The first Facebook commercial was met largely with confusion and opened the floodgates for parodies. The king of social media compared itself to a chair in what seems to be an extreme marketing approach.
The commercial coincided with Facebook reaching one billion users and was created from marketing pros at Wieden + Kennedy. The 90-second ad compared Facebook to a bevy of everyday items like doorbells and airplanes.
“Chairs are for people, and that is why chairs are like Facebook,” says a female voiceover.
Apparently, Facebook is like pretty much anything you can imagine, reports FOX News . The influx of jokes began immediately. The commercial appeared in 13 countries and Mark Zuckerberg touts the ad as showcasing Facebook’s place in the world.
Beyond the Jokes
Everyone enjoyed making fun of the strange, laughable commercial, but some critics point to a deeper meaning. Zuckerberg’s approval of the ad cements the idea of the social media giant’s sense of self-worth. The culmination of the ad compares Facebook to the university and overtly implies that it’s clearly at the center.
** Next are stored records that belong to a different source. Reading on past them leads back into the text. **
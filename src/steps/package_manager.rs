//! Package manager detection.

use std::fmt;
use std::path::Path;

use serde::{Deserialize, Serialize};

use crate::shell::{CommandLine, CommandOptions, CommandRunner};

use super::runtime_version::extract_version;

/// A supported JavaScript package manager.
#[derive(
    Debug, Clone, Copy, PartialEq, Eq, Hash, Serialize, Deserialize, clap::ValueEnum,
)]
#[serde(rename_all = "lowercase")]
pub enum PackageManager {
    Pnpm,
    Npm,
    Yarn,
}

impl PackageManager {
    /// Executable name.
    pub fn command(&self) -> &'static str {
        match self {
            Self::Pnpm => "pnpm",
            Self::Npm => "npm",
            Self::Yarn => "yarn",
        }
    }

    /// `<pm> --version`
    pub fn version_command(&self) -> CommandLine {
        CommandLine::new(self.command(), ["--version"])
    }

    /// `<pm> install`
    pub fn install_command(&self) -> CommandLine {
        CommandLine::new(self.command(), ["install"])
    }

    /// `<pm> run <script>`
    pub fn run_script_command(&self, script: &str) -> CommandLine {
        CommandLine::new(self.command(), ["run", script])
    }
}

impl fmt::Display for PackageManager {
    fn fmt(&self, f: &mut fmt::Formatter<'_>) -> fmt::Result {
        f.write_str(self.command())
    }
}

/// The package manager chosen for this run.
#[derive(Debug, Clone, PartialEq, Eq)]
pub struct DetectedPackageManager {
    pub manager: PackageManager,
    /// Version reported by `--version`, if it printed one.
    pub version: Option<String>,
}

impl fmt::Display for DetectedPackageManager {
    fn fmt(&self, f: &mut fmt::Formatter<'_>) -> fmt::Result {
        match &self.version {
            Some(version) => write!(f, "{} {}", self.manager, version),
            None => write!(f, "{}", self.manager),
        }
    }
}

/// A candidate whose `--version` probe did not succeed.
#[derive(Debug, Clone, PartialEq, Eq)]
pub struct UnavailableManager {
    pub manager: PackageManager,
    /// Why the probe failed: `not installed`, an exit code, or the start error.
    pub reason: String,
}

/// Probe candidates in order and return the first that runs successfully.
///
/// Probe output is captured and discarded. Candidates after the first
/// success are never run. When none succeeds, every candidate is returned
/// with the reason its probe failed.
pub fn detect_package_manager(
    candidates: &[PackageManager],
    runner: &dyn CommandRunner,
    project_root: &Path,
) -> Result<DetectedPackageManager, Vec<UnavailableManager>> {
    let options = CommandOptions::captured(project_root);
    let mut unavailable = Vec::new();

    for &manager in candidates {
        let reason = match runner.run(&manager.version_command(), &options) {
            Ok(result) if result.success => {
                tracing::debug!("Found {}: {}", manager, result.stdout.trim());
                return Ok(DetectedPackageManager {
                    manager,
                    version: extract_version(&result.stdout),
                });
            }
            Ok(result) => match result.exit_code {
                Some(code) => format!("exited with code {}", code),
                None => "terminated by a signal".to_string(),
            },
            Err(e) if e.is_program_missing() => "not installed".to_string(),
            Err(e) => e.to_string(),
        };
        tracing::debug!("{} unavailable: {}", manager, reason);
        unavailable.push(UnavailableManager { manager, reason });
    }

    Err(unavailable)
}

/// Message for when no candidate could be run.
pub fn not_found_message(unavailable: &[UnavailableManager]) -> String {
    let tried: Vec<&str> = unavailable.iter().map(|u| u.manager.command()).collect();
    let reasons: Vec<String> = unavailable
        .iter()
        .map(|u| format!("{} {}", u.manager, u.reason))
        .collect();
    format!(
        "No supported package manager found (tried: {}): {}. Install one of them and try again.",
        tried.join(", "),
        reasons.join("; ")
    )
}

#[cfg(test)]
mod tests {
    use super::*;
    use crate::shell::MockRunner;

    const DEFAULT: [PackageManager; 3] =
        [PackageManager::Pnpm, PackageManager::Npm, PackageManager::Yarn];

    #[test]
    fn commands_use_manager_name() {
        assert_eq!(PackageManager::Pnpm.install_command().to_string(), "pnpm install");
        assert_eq!(
            PackageManager::Yarn.run_script_command("lint:fix").to_string(),
            "yarn run lint:fix"
        );
        assert_eq!(PackageManager::Npm.version_command().to_string(), "npm --version");
    }

    #[test]
    fn first_available_candidate_wins() {
        let mut runner = MockRunner::new();
        runner.succeed_with_output("pnpm --version", "8.15.1\n");
        runner.succeed_with_output("npm --version", "10.2.4\n");

        let detected = detect_package_manager(&DEFAULT, &runner, Path::new(".")).unwrap();

        assert_eq!(detected.manager, PackageManager::Pnpm);
        assert_eq!(detected.version.as_deref(), Some("8.15.1"));
        assert_eq!(runner.calls(), vec!["pnpm --version"]);
    }

    #[test]
    fn skips_missing_and_failing_candidates_then_stops() {
        let mut runner = MockRunner::new();
        runner.missing("pnpm --version");
        runner.succeed_with_output("npm --version", "10.2.4\n");
        runner.succeed_with_output("yarn --version", "1.22.19\n");

        let detected = detect_package_manager(&DEFAULT, &runner, Path::new(".")).unwrap();

        assert_eq!(detected.manager, PackageManager::Npm);
        assert_eq!(runner.calls(), vec!["pnpm --version", "npm --version"]);
        assert!(!runner.was_called("yarn --version"));
    }

    #[test]
    fn non_zero_probe_counts_as_unavailable() {
        let mut runner = MockRunner::new();
        runner.fail("pnpm --version", 1);
        runner.fail("npm --version", 1);
        runner.succeed("yarn --version");

        let detected = detect_package_manager(&DEFAULT, &runner, Path::new(".")).unwrap();

        assert_eq!(detected.manager, PackageManager::Yarn);
        assert_eq!(detected.version, None);
        assert_eq!(runner.calls().len(), 3);
    }

    #[test]
    fn none_available_reports_every_candidate() {
        let runner = MockRunner::new();

        let unavailable = detect_package_manager(&DEFAULT, &runner, Path::new(".")).unwrap_err();

        assert_eq!(unavailable.len(), 3);
        assert!(unavailable.iter().all(|u| u.reason == "not installed"));
        assert_eq!(runner.calls().len(), 3);
    }

    #[test]
    fn respects_custom_order() {
        let runner = MockRunner::succeeding();
        let order = [PackageManager::Yarn, PackageManager::Npm];

        let detected = detect_package_manager(&order, &runner, Path::new(".")).unwrap();

        assert_eq!(detected.manager, PackageManager::Yarn);
    }

    #[test]
    fn not_found_message_lists_candidates_and_reasons() {
        let mut runner = MockRunner::new();
        runner.fail("npm --version", 1);
        runner.fail_to_start("yarn --version", "Permission denied (os error 13)");

        let unavailable = detect_package_manager(&DEFAULT, &runner, Path::new(".")).unwrap_err();
        let msg = not_found_message(&unavailable);

        assert!(msg.contains("(tried: pnpm, npm, yarn)"));
        assert!(msg.contains("pnpm not installed"));
        assert!(msg.contains("npm exited with code 1"));
        assert!(msg.contains("Permission denied (os error 13)"));
    }

    #[test]
    fn detected_display_includes_version() {
        let detected = DetectedPackageManager {
            manager: PackageManager::Npm,
            version: Some("10.2.4".into()),
        };
        assert_eq!(detected.to_string(), "npm 10.2.4");
    }

    #[test]
    fn serde_uses_lowercase_names() {
        let parsed: Vec<PackageManager> = serde_yaml::from_str("[pnpm, npm, yarn]").unwrap();
        assert_eq!(parsed, DEFAULT.to_vec());
    }
}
It seems like you can compare Facebook to anything from an Amish furniture outlet to a nail salon. The point, according to the commercial, is that Facebook means you’re never alone. The camaraderie you get on Facebook is akin to a student and mentor at a learning annex or an hour of connecting with your favorite nail tech over a spa pedicure.
However, this idea is contrary to what many social media researchers have discovered.
Actually, You Are Alone
Recent studies on social media theorize that sites like Facebook can lead to feelings of loneliness. It can also feed narcissism. Anyone who’s noticed a particular friend’s thousands self-portraits and excruciatingly detailed posts every five minutes can vouch for that.
Serious critics of the commercial wonder if Facebook has fallen completely into the void of solitary narcissism. Other critics simply call the ad overly dramatized. If it wasn’t for the mention of Facebook in the ad, it seems similar to a non-profit organization’s appeal for funding. The colors are dark or neutral and the voiceover is subdued. It does nothing to actually make viewers feel happy, connected or social.
Combatting the Dark Universe
Viewers aren’t exactly sure what this ad was trying to evoke in audience members. Most people who see this ad are probably already on Facebook. If they’re not, are these scare tactics? Is it meant to promise the only answer and ray of light in the vast, pitch black universe of loneliness?
No matter what you think of the ad, it achieved a big goal. It got people talking, debating, spoofing and wondering what’s next. The first commercial from the social media giant is going to have a lot of pressure no matter which direction it goes. Maybe the secrets of the universe really can be answered with a like or a poke after all.